State how many lines of the entries hold the string "expected", and nothing more.

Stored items
··········

//! Transform animation tracks
//!
//! A collision group may carry a transform animation: six keyframe channels
//! (position X/Y/Z, rotation X/Y/Z), each ordered by time. Rotation keyframe
//! values are radians in the scene model; the exporter converts units on
//! write where a format requires it.

use serde::{Deserialize, Serialize};

/// Interpolation mode between a keyframe and the next
#[derive(Debug, Clone, Copy, PartialEq, Eq, Serialize, Deserialize)]
pub enum Easing {
    Linear,
    Smooth,
}

impl Easing {
    pub fn code(&self) -> u32 {
        match self {
            Easing::Linear => 0,
            Easing::Smooth => 1,
        }
    }
}

/// What the runtime does when the animation reaches its end
#[derive(Debug, Clone, Copy, PartialEq, Eq, Serialize, Deserialize)]
pub enum LoopType {
    Looping,
    PlayOnce,
}

/// A single keyframe on one channel
#[derive(Debug, Clone, Copy, PartialEq, Serialize, Deserialize)]
pub struct Keyframe {
    /// Time in seconds from animation start
    pub time: f32,
    /// Channel value at `time` (units or radians depending on the channel)
    pub value: f32,
    #[serde(default = "Keyframe::default_easing")]
    pub easing: Easing,
}

impl Keyframe {
    fn default_easing() -> Easing {
        Easing::Linear
    }

    pub fn new(time: f32, value: f32, easing: Easing) -> Self {
        Self {
            time,
            value,
            easing,
        }
    }
}

/// Transform animation for one collision group
#[derive(Debug, Clone, PartialEq, Serialize, Deserialize)]
pub struct TransformAnimation {
    pub loop_type: LoopType,
    /// Total loop duration in seconds
    #[serde(default)]
    pub loop_time: f32,
    #[serde(default)]
    pub pos_x: Vec<Keyframe>,
    #[serde(default)]
    pub pos_y: Vec<Keyframe>,
    #[serde(default)]
    pub pos_z: Vec<Keyframe>,
    #[serde(default)]
    pub rot_x: Vec<Keyframe>,
    #[serde(default)]
    pub rot_y: Vec<Keyframe>,
    #[serde(default)]
    pub rot_z: Vec<Keyframe>,
}

impl TransformAnimation {
    pub fn new(loop_type: LoopType, loop_time: f32) -> Self {
        Self {
            loop_type,
            loop_time,
            pos_x: Vec::new(),
            pos_y: Vec::new(),
            pos_z: Vec::new(),
            rot_x: Vec::new(),
            rot_y: Vec::new(),
            rot_z: Vec::new(),
        }
    }

    /// All six channels in position-then-rotation order
    pub fn channels(&self) -> [&Vec<Keyframe>; 6] {
        [
            &self.pos_x,
            &self.pos_y,
            &self.pos_z,
            &self.rot_x,
            &self.rot_y,
            &self.rot_z,
        ]
    }

    /// Sort every channel by keyframe time. Deserialized tracks may arrive in
    /// any order; serialization requires time order.
    pub fn sort_channels(&mut self) {
        for channel in [
            &mut self.pos_x,
            &mut self.pos_y,
            &mut self.pos_z,
            &mut self.rot_x,
            &mut self.rot_y,
            &mut self.rot_z,
        ] {
            channel.sort_by(|a, b| a.time.total_cmp(&b.time));
        }
    }

    pub fn keyframe_count(&self) -> usize {
        self.channels().iter().map(|c| c.len()).sum()
    }
}
//! Theme pipeline error types

use thiserror::Error;

/// A color literal that could not be understood.
///
/// The converter and contrast evaluator never surface this as a hard failure;
/// it travels inside [`crate::Soft::Fallback`] or a `try_*` result so callers
/// can tell a real measurement from a fallback.
#[derive(Error, Debug, Clone, PartialEq, Eq)]
pub enum ColorError {
    /// Input was empty after trimming
    #[error("empty color literal")]
    Empty,

    /// Hex literal with the wrong length or non-hex digits
    #[error("invalid hex color: {0}")]
    InvalidHex(String),

    /// Functional notation that is not rgb/hsl/oklch
    #[error("unsupported color notation: {0}")]
    UnsupportedNotation(String),

    /// A component could not be read as a number
    #[error("invalid color component `{component}` in {literal}")]
    InvalidComponent { literal: String, component: String },

    /// Wrong number of components for the notation
    #[error("expected {expected} components in {literal}")]
    ComponentCount { literal: String, expected: usize },
}

/// Rejections from the CSS import path before parsing runs.
#[derive(Error, Debug, Clone, PartialEq, Eq)]
pub enum ImportError {
    #[error("Please enter CSS content")]
    Empty,

    #[error("Invalid CSS format. CSS should contain variable definitions like --primary: #color")]
    NoVariables,
}

/// Errors raised by the theme pipeline
#[derive(Error, Debug)]
pub enum ThemeError {
    /// Theme styles without both a light and a dark token set
    #[error("Invalid theme styles: {0}")]
    MalformedStyles(String),

    /// Token name outside the closed token schema
    #[error("Unknown token: {0}")]
    UnknownToken(String),

    /// Value that does not name a known enum option (format, version, mode, package manager)
    #[error("Unknown {kind}: {value}")]
    UnknownOption { kind: &'static str, value: String },

    #[error(transparent)]
    Import(#[from] ImportError),

    #[error("Storage I/O failed: {0}")]
    Io(#[from] std::io::Error),

    #[error("Storage JSON is invalid: {0}")]
    Json(#[from] serde_json::Error),
}

impl ThemeError {
    pub(crate) fn unknown(kind: &'static str, value: impl Into<String>) -> Self {
        Self::UnknownOption {
            kind,
            value: value.into(),
        }
    }
}

/// Result type for theme pipeline operations
pub type Result<T> = std::result::Result<T, ThemeError>;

··········

Response to the exercise — 2